History in Objects: Dispatches From The Empire Strikes Back
Flash Back to Empire As It Was Being Made
“History in Objects” is a continuing series exploring Lucasfilm’s legacy stretching from our founding in 1971 to today. Through objects both rare and commonplace, the company’s past, present, and future are brought to life.
English writer Alan Arnold (1922-1987) joined The Empire Strikes Back production team as unit publicist in 1978, a handful of months before the start of principal photography. In addition to chronicling notes and interviews for his ultimate book on the making of Empire (Once Upon a Galaxy: A Journal of the Making of The Empire Strikes Back), Arnold wrote and submitted numerous press announcements during filming, marking the first time much of the information had been made public.
A pile of these recently uncovered “breaks” provides a time capsule to 40 years ago and the surge of excitement that preceded Empire’s release.
Highlights from the 50+ documents are summarized, with four copies available to read in their original form along the sidebar.
In a dispatch from Finse, Norway in March 1979, Arnold wrote that “the first picture [released from the film]…shows young Luke on an ice planet astride a creature most people would prefer to meet in their dreams – or nightmares.”
In another dispatch, Arnold highlighted Finse’s use as a German base during World War II, where the occupying force attempted to convert a nearby glacier into a missile site. A local, “unimpressed” with the visiting film production, told Arnold, “If you’ve seen soldiers trying to fill [the cracks in] your glacier with sawdust you’ve seen about everything. So now it’s an ice planet.”
When the main unit returned to England a couple weeks later, producer Gary Kurtz remarked to Arnold that “without [the Norwegian crew’s] specialized knowledge of conditions, the cooperation of everyone, the assistance of government and airline officials, the hotel people and the railway authorities, and the work of the fine Norwegian crew members, this location could not have been successful.”
Actress Carrie Fisher teased her character’s romantic entanglement with Han Solo: “It’s like in the 1930[s] films with Fred and Ginger fighting up to the last reel. It’s Bogart and Bacall, Tracey and Hepburn. It’s two independent people, quarreling and fighting, and then they neck. That’s what it is. It’s romance in celluloid. Seriously though, I believe both characters are far more dimensional in The Empire Strikes Back…” (Another release attempted to stir interest by describing a love triangle between Han, Leia, and Luke.)
George Lucas explained the concept of the Star Wars films as a saga. He described a nine-part epic across a 40-year timeline, for which Lucas already had ideas. “It’s a history,” he said. “Luke [Skywalker] is a pawn in an adventure that has been going on for longer than his span of years.” It was among the first times Lucas explained his larger vision.

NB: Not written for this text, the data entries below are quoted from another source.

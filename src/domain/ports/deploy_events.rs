//! Deploy Event Port
//!
//! Provides an observable interface for deploy runs.
//! Enables console progress, JSON event streams, and debugging.

use std::time::Duration;

use crate::domain::stage::Stage;

/// Event emitted during a deploy run
#[derive(Debug, Clone)]
pub enum DeployEvent {
    /// Run started, session not yet open
    Started {
        destination: String,
        service: String,
        source: String,
        dry_run: bool,
    },

    /// Session established
    Connected { destination: String },

    StageStarted { stage: Stage },

    /// A remote command (or upload) is about to be issued
    CommandStarted { stage: Stage, command: String },

    StageCompleted { stage: Stage, elapsed: Duration },

    StageSkipped { stage: Stage, reason: String },

    /// Stage failed; the run aborts unless the stage is best-effort
    StageFailed { stage: Stage, error: String },

    /// Non-fatal problem in a best-effort step
    Warning { stage: Stage, message: String },

    /// Run finished successfully
    Completed { elapsed: Duration, warnings: usize },
}

/// Trait for receiving deploy events
///
/// Implementations can be:
/// - ConsoleEventSink: Progress display in terminal
/// - JsonEventSink: NDJSON event stream for CI
/// - NoopEventSink: Silent operation
pub trait DeployEventSink {
    /// Handle a deploy event
    fn on_event(&self, event: DeployEvent);

    /// Check if this sink wants per-command events
    fn wants_detailed_events(&self) -> bool {
        true
    }
}

/// No-op event sink for silent operation
pub struct NoopEventSink;

impl DeployEventSink for NoopEventSink {
    fn on_event(&self, _event: DeployEvent) {}

    fn wants_detailed_events(&self) -> bool {
        false
    }
}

On June 1st 1979, The Tredoulat family of Paris, France were welcomed to the Empire set for a special tour and lunch with Mark Hamill, Carrie Fisher, and Harrison Ford. The year before, they were lucky enough to have been the one millionth viewers to purchase tickets to see Star Wars: A New Hope during its original Paris run. Eight-year-old Emmanuel Tredoulat said the visit was “a trip into Wonderland.”

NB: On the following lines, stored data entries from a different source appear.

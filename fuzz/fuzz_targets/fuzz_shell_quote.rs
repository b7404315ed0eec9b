#![no_main]

use libfuzzer_sys::fuzz_target;

fuzz_target!(|data: &[u8]| {
    if let Ok(word) = std::str::from_utf8(data) {
        let quoted = dockhand::domain::shell_quote(word);
        // Either left bare or fully wrapped in single quotes
        assert!(quoted == word || (quoted.starts_with('\'') && quoted.ends_with('\'')));
    }
});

Cameras stopped rolling temporarily on June 11th, when many crew members attended the funeral of production designer John Barry (winner of an Academy Award for his work on A New Hope), who’d died suddenly over a week earlier. Barry was serving as second unit director on Empire, having left another production to join the team. “I’m happy to be with the Star Wars company again,” he had told Arnold. “It’s like coming home.”
On Monday morning, June 25th, Arnold wrote an internal memo to Lucasfilm staff back in the United States with new information “available to any media that may enquire.” In the early-morning hours “a son was born to Mark and Marilou Hamill” at a London hospital. Nathan Elias Hamill was their first child, and both mother and child were reported to be “doing fine.”

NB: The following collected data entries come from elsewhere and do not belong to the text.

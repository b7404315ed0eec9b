//! Configuration module for Dockhand
//!
//! A deploy is described by one key=value file (default `deploy.conf`).
//! CLI flags only toggle per-run behaviour (no-cache, dry-run, ...); they
//! never override values from the file.

mod loader;
mod types;

pub use loader::{
    from_entries, load, parse_entries, unknown_key_warnings, ConfigEntries, ConfigEntry,
    ConfigWarning,
};
pub use types::*;

impl DeployConfig {
    /// Load a config file, discarding warnings
    pub fn load(path: &std::path::Path) -> Result<Self, crate::error::ConfigError> {
        loader::load(path).map(|(config, _)| config)
    }
}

“Eight sound stages at the EMI-Elstree Studios were haunted by the ghosts of a distant galaxy,” Arnold wrote on September 7th, 1979, “as The Empire Strikes Back completed principal photography…Now the stages are dark, the crew is dispersing and there is a feel of yesterday in this place of make-believe. But there is also the promise of tomorrow…”
Lucas O. Seastrom is a writer and historian at Lucasfilm.